Many factors are contributing to this preference for freedom:
- Casualisation, where part time and casual work provides more choices
- Average working hours shrinking from a 65-hour week (1800) to a 30-hour week (2020), allowing for two months’ leave each year, and increasing leisure
- The move to being rewarded for output rather than the rigidity of input (hours) regimes
- Lower cost of starting one’s own business (predominantly service businesses)
The fact that over 330,000 new business start-ups occurred in 2019 is a pointer to the pattern of taking charge of one’s own destiny when it comes to livelihood. This rate, representing 3% of households for many years, points to a preference for a B2B relationship by more and more workers over the industrial age B2E (business to employee) relationships.
Also, the churn rate of employees in corporations, around 8% a year, while not necessarily an indication of instability or dissatisfaction in each case, does point to the mobility of employment. More so in some industries than others.
It is just as hard for current governments to handle labour market reform, as other reforms, so productivity growth will be impeded for some years yet. And it is in poor shape currently.
So what?
There are encouraging promises made by Scott Morrison with regard to reforms on the Anzac weekend in April. He indicated all the reform studies and recommendations going back for many years will be taken off the shelves and out of the archives, dusted down, and used to establish a genuine reform programme.
This would be helped enormously if all parties to reform cooperated, including the federal government and the opposition, the states and the unions. One would think a post-pandemic environment should provide enough goodwill to see a large measure of this co-operation occur.
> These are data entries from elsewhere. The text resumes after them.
// Copyright (c) 2024-2026 Martin Schröder <info@swedishembedded.com>
//
// SPDX-License-Identifier: MIT
//! Streaming model provider abstraction used by the fast path (§4.5).
//!
//! This crate carries exactly one concrete driver — Gemini, via
//! [`google::GoogleProvider`] — plus [`mock::MockProvider`] /
//! [`mock::ScriptedMockProvider`] for tests. The `ModelProvider` trait is the
//! seam the fast path dispatches through; a second real driver would slot in
//! here without touching callers.

pub mod catalog;
pub mod sanitize;
mod google;
mod mock;
mod provider;
mod types;

pub use catalog::{InputModality, ModelCatalogEntry};
pub use google::GoogleProvider;
pub use mock::{MockProvider, ScriptedMockProvider};
pub use provider::{ModelProvider, ResponseStream};
pub use types::*;

use std::sync::Arc;

/// Construct the [`ModelProvider`] used by the fast path.
///
/// Callers pass the configured model name (`config.gemini_model`) and an API
/// key resolved from the environment via [`resolve_gemini_api_key`] — secrets
/// never live in the YAML config tree.
pub fn google_provider(gemini_model: &str, api_key: Option<String>) -> Arc<dyn ModelProvider> {
    Arc::new(GoogleProvider::new(
        gemini_model.to_string(),
        api_key,
        None,
        None,
        None,
    ))
}

/// Resolve the Gemini API key from the environment, preferring
/// `GEMINI_API_KEY` and falling back to `GOOGLE_API_KEY`.
pub fn resolve_gemini_api_key() -> Option<String> {
    std::env::var("GEMINI_API_KEY")
        .ok()
        .or_else(|| std::env::var("GOOGLE_API_KEY").ok())
}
But whether ideologies will give way to fundamental, rational and commonsense approaches to allow this to happen remains to be seen.
The near certainty is that without parliamentary reform to alter the veto power of the Senate, we could expect only watered down sub-optimal reforms.
We can but hope.
Phil Ruthven AO is Founder of the Ruthven Institute, Founder of IBISWorld and widely recognised as Australia’s leading futurist.